Reading excel files works best on Windows. If you are using macOS it is best practice to use .csv files if they are available or to open the .xls file in excel and to export it in a .csv format. Files in a .xlsx format usually tend to work.

For the example below, please download the UNRATE series from https://fred.stlouisfed.org/series/UNRATE as an .xls file and save it as an .xlsx file using excel.

xlsread has the following syntax.

xlsread(file, sheetname, excelrange) reads data from file and worksheet sheet where the data is in the block excelrange (which is supplied in the typical excel format e.g. B2:F18).

In order to read the UNRATE series, we can use the following command.

unrate = xlsread('./UNRATE.xls', 'FRED Graph', 'B12:B858')

Alternatively, we can read both the numerical data along with all the text in the worksheet. We do this by specifying two outputs from xlsread.

[unrate, urtext] = xlsread('./UNRATE.xls', 'FRED Graph');

This returns the unemployment rate in the vector unrate, and a cell that contains the text data where the dates corresponding to the unemployment rate start in column 1, row 12.

Converting string dates with datetime

Often when importing time series data, dates or datetimes are supplied as strings in various formats. When using the importdata command, dates are thus treated as textdata and imported as vectors of strings. In order to work with dates to e.g. plot a series against them, we need to convert the date strings to the datetime format which MATLAB understands.

The datetime function can be used to convert an array of string dates of a specific format into an array of datetime values. The general syntax is as follows.

datetime_vector = datetime(datestring_vector, 'InputFormat', formatString)

formatString is a string that describes the date format of the string representation. Here are some examples of typically used date formats.

Consider the csv import example above where we have imported the INDPRO.csv file. The first column of the mydata.textdata array contains string representations of the dates of the time series starting in line 2. We can convert these dates into the datetime format in the following way.

inddates = datetime(mydata.textdata(2:end,1), 'InputFormat','yyyy-MM-dd')

These converted dates are useful e.g. when plotting the INDPRO series. Even though we will cover this more in detail in the next section, try out the following command to show a time series plot of the INDPRO series data.

plot(inddates, indpro)

We will see the following plot.

Similarly, we can make a time series plot of the unemployment rate by first converting the dates into the datetime format

urdates = datetime(urtext(12:end,1),'InputFormat','dd.MM.yyyy')

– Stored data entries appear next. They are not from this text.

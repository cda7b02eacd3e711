//! spindle — interactive storytelling engine.
//! Streams narrated turns, keeps a rolling plot summary, and mines lore
//! suggestions in the background.

use std::sync::Arc;

use clap::Parser;
use spindle::{ai, api, db, jobs, settings, AppState, EmbedCache, SharedDB};
use tracing::info;
use tracing_subscriber::EnvFilter;

#[derive(Parser)]
#[command(name = "spindle", version, about = "Interactive storytelling engine")]
struct Args {
    /// Port to listen on
    #[arg(short, long, default_value = "17000", env = "SPINDLE_PORT")]
    port: u16,

    /// SQLite database path
    #[arg(short, long, default_value = "spindle.db", env = "SPINDLE_DB")]
    db: String,
}

#[tokio::main]
async fn main() {
    tracing_subscriber::fmt()
        .with_env_filter(
            EnvFilter::try_from_default_env().unwrap_or_else(|_| EnvFilter::new("info")),
        )
        .with_target(false)
        .init();

    let args = Args::parse();
    let store = db::StoryDB::open(&args.db).expect("failed to open database");
    let shared: SharedDB = Arc::new(store);

    let ai_cfg = ai::AiConfig::from_env();
    let ai_status = match &ai_cfg {
        Some(cfg) => format!(
            "chat={} summary={} embed={}",
            cfg.chat_model, cfg.summary_model, cfg.embed_model
        ),
        None => "disabled".into(),
    };

    let jobs = jobs::JobQueue::start(shared.clone(), ai_cfg.clone());

    // Reconcile the vector index: anything created or edited while the
    // service was down gets re-embedded.
    match shared.lore_ids_missing_vectors() {
        Ok(ids) => {
            if !ids.is_empty() {
                info!(count = ids.len(), "re-embedding stale lore vectors");
            }
            for lore_id in ids {
                jobs.enqueue(jobs::Job::EmbedLore { lore_id });
            }
        }
        Err(e) => tracing::warn!(error = %e, "vector backfill scan failed"),
    }

    let state = AppState {
        db: shared,
        ai: ai_cfg,
        jobs,
        embed_cache: EmbedCache::new(128),
        settings: settings::TurnSettings::from_env(),
        started_at: std::time::Instant::now(),
    };
    let app = api::router(state);

    info!(
        version = env!("CARGO_PKG_VERSION"),
        port = args.port,
        db = %args.db,
        ai = %ai_status,
        "spindle starting"
    );

    let addr = format!("0.0.0.0:{}", args.port);
    let listener = tokio::net::TcpListener::bind(&addr)
        .await
        .expect("failed to bind address");

    axum::serve(listener, app)
        .with_graceful_shutdown(shutdown_signal())
        .await
        .expect("server error");
}

async fn shutdown_signal() {
    use tokio::signal::unix::{signal, SignalKind};

    let mut sigterm = signal(SignalKind::terminate()).expect("failed to register SIGTERM handler");
    tokio::select! {
        _ = tokio::signal::ctrl_c() => {}
        _ = sigterm.recv() => {}
    }
    info!("shutting down");
}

Then we can plot the unemployment rate using

plot(urdates, unrate)

Which gives us

Exporting data

Exporting data as a .mat file

The easiest way to export/save data in MATLAB is to export them as MATLAB datafile (which has a .mat extension).

As you have seen before in this course, .mat files can easily be loaded using the load command.

load mydata.mat

To save data from your MATLAB workspace into a .mat file you can use the save command. It has the following syntax.

save(filename) stores all variables in the current workspace into a file called filename.mat. save(filename, variables) stores the variables whose name is in the string list variables into a file called filename.mat.

Here are two examples.

save('mydata')              % Exports all variables in the workspace
save('mydata', 'X', 'y')    % Exports variables X and y

Saving data as .mat files is the most efficient solution when you would like to export the data to use them in a different MATLAB script or to access them later again with MATLAB. The downside is that .mat files are only readable by MATLAB. If you would like to export data in a format such that they can be imported into other programs, please read the next section.

Exporting data as a .csv file

Sometimes we would like to export our data in a format such that it can be imported into other programs which are not capable of reading .mat files.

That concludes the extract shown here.